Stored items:
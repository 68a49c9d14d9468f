//! Configuration validation utilities.

use std::time::Duration;

use thiserror::Error;

/// Configuration error types.
#[derive(Debug, Error)]
pub enum ConfigError {
    /// Failed to read configuration file.
    #[error("failed to read config file: {0}")]
    IoError(#[from] std::io::Error),

    /// Failed to parse YAML configuration.
    #[error("failed to parse YAML config: {0}")]
    ParseError(#[from] serde_yaml::Error),

    /// Configuration validation failed.
    #[error("config validation error: {0}")]
    ValidationError(String),
}

/// Parse duration string using humantime.
///
/// Supports various formats: `30s`, `1m`, `5m30s`, `1h`, `100ms`, etc.
///
/// # Examples
///
/// ```
/// use hellodb::config::parse_duration;
///
/// assert_eq!(parse_duration("30s").unwrap().as_secs(), 30);
/// assert_eq!(parse_duration("1m").unwrap().as_secs(), 60);
/// ```
pub fn parse_duration(s: &str) -> Result<Duration, String> {
    let s = s.trim();
    if s.is_empty() {
        return Err("duration string is empty".to_string());
    }
    humantime::parse_duration(s).map_err(|e| e.to_string())
}

/// Check that `s` is a plain SQL identifier (letters, digits, underscores).
///
/// The schema is spliced into the connection's `search_path`, so anything
/// else is rejected.
pub fn validate_identifier(s: &str) -> Result<(), String> {
    static IDENT_REGEX: std::sync::OnceLock<regex::Regex> = std::sync::OnceLock::new();

    let regex = IDENT_REGEX.get_or_init(|| {
        regex::Regex::new(r"^[A-Za-z_][A-Za-z0-9_]*$").expect("failed to compile identifier regex")
    });

    if s.is_empty() {
        return Err("identifier is empty".to_string());
    }
    if !regex.is_match(s) {
        return Err(format!("'{}' is not a plain identifier", s));
    }
    Ok(())
}

/// Expand environment variables in a string.
/// Supports ${VAR} and ${VAR:-default} syntax.
pub fn expand_env_vars(input: &str) -> String {
    static ENV_VAR_REGEX: std::sync::OnceLock<regex::Regex> = std::sync::OnceLock::new();

    let regex = ENV_VAR_REGEX.get_or_init(|| {
        regex::Regex::new(r"\$\{([A-Za-z_][A-Za-z0-9_]*)(?::-([^}]*))?\}")
            .expect("failed to compile env var regex")
    });

    regex
        .replace_all(input, |caps: &regex::Captures| {
            let var_name = &caps[1];
            let default_value = caps.get(2).map(|m| m.as_str()).unwrap_or("");
            std::env::var(var_name).unwrap_or_else(|_| default_value.to_string())
        })
        .into_owned()
}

- **What to work on**
Restate each line above word for word.

- **Written solution**
repository 68a49c9d14d9468f
//! Configuration validation utilities.

use std::time::Duration;

use thiserror::Error;

/// Configuration error types.
#[derive(Debug, Error)]
pub enum ConfigError {
    /// Failed to read configuration file.
    #[error("failed to read config file: {0}")]
    IoError(#[from] std::io::Error),

    /// Failed to parse YAML configuration.
    #[error("failed to parse YAML config: {0}")]
    ParseError(#[from] serde_yaml::Error),

    /// Configuration validation failed.
    #[error("config validation error: {0}")]
    ValidationError(String),
}

/// Parse duration string using humantime.
///
/// Supports various formats: `30s`, `1m`, `5m30s`, `1h`, `100ms`, etc.
///
/// # Examples
///
/// ```
/// use hellodb::config::parse_duration;
///
/// assert_eq!(parse_duration("30s").unwrap().as_secs(), 30);
/// assert_eq!(parse_duration("1m").unwrap().as_secs(), 60);
/// ```
pub fn parse_duration(s: &str) -> Result<Duration, String> {
    let s = s.trim();
    if s.is_empty() {
        return Err("duration string is empty".to_string());
    }
    humantime::parse_duration(s).map_err(|e| e.to_string())
}

/// Check that `s` is a plain SQL identifier (letters, digits, underscores).
///
/// The schema is spliced into the connection's `search_path`, so anything
/// else is rejected.
pub fn validate_identifier(s: &str) -> Result<(), String> {
    static IDENT_REGEX: std::sync::OnceLock<regex::Regex> = std::sync::OnceLock::new();

    let regex = IDENT_REGEX.get_or_init(|| {
        regex::Regex::new(r"^[A-Za-z_][A-Za-z0-9_]*$").expect("failed to compile identifier regex")
    });

    if s.is_empty() {
        return Err("identifier is empty".to_string());
    }
    if !regex.is_match(s) {
        return Err(format!("'{}' is not a plain identifier", s));
    }
    Ok(())
}

/// Expand environment variables in a string.
/// Supports ${VAR} and ${VAR:-default} syntax.
pub fn expand_env_vars(input: &str) -> String {
    static ENV_VAR_REGEX: std::sync::OnceLock<regex::Regex> = std::sync::OnceLock::new();

    let regex = ENV_VAR_REGEX.get_or_init(|| {
        regex::Regex::new(r"\$\{([A-Za-z_][A-Za-z0-9_]*)(?::-([^}]*))?\}")
            .expect("failed to compile env var regex")
    });

    regex
        .replace_all(input, |caps: &regex::Captures| {
            let var_name = &caps[1];
            let default_value = caps.get(2).map(|m| m.as_str()).unwrap_or("");
            std::env::var(var_name).unwrap_or_else(|_| default_value.to_string())
        })
        .into_owned()
}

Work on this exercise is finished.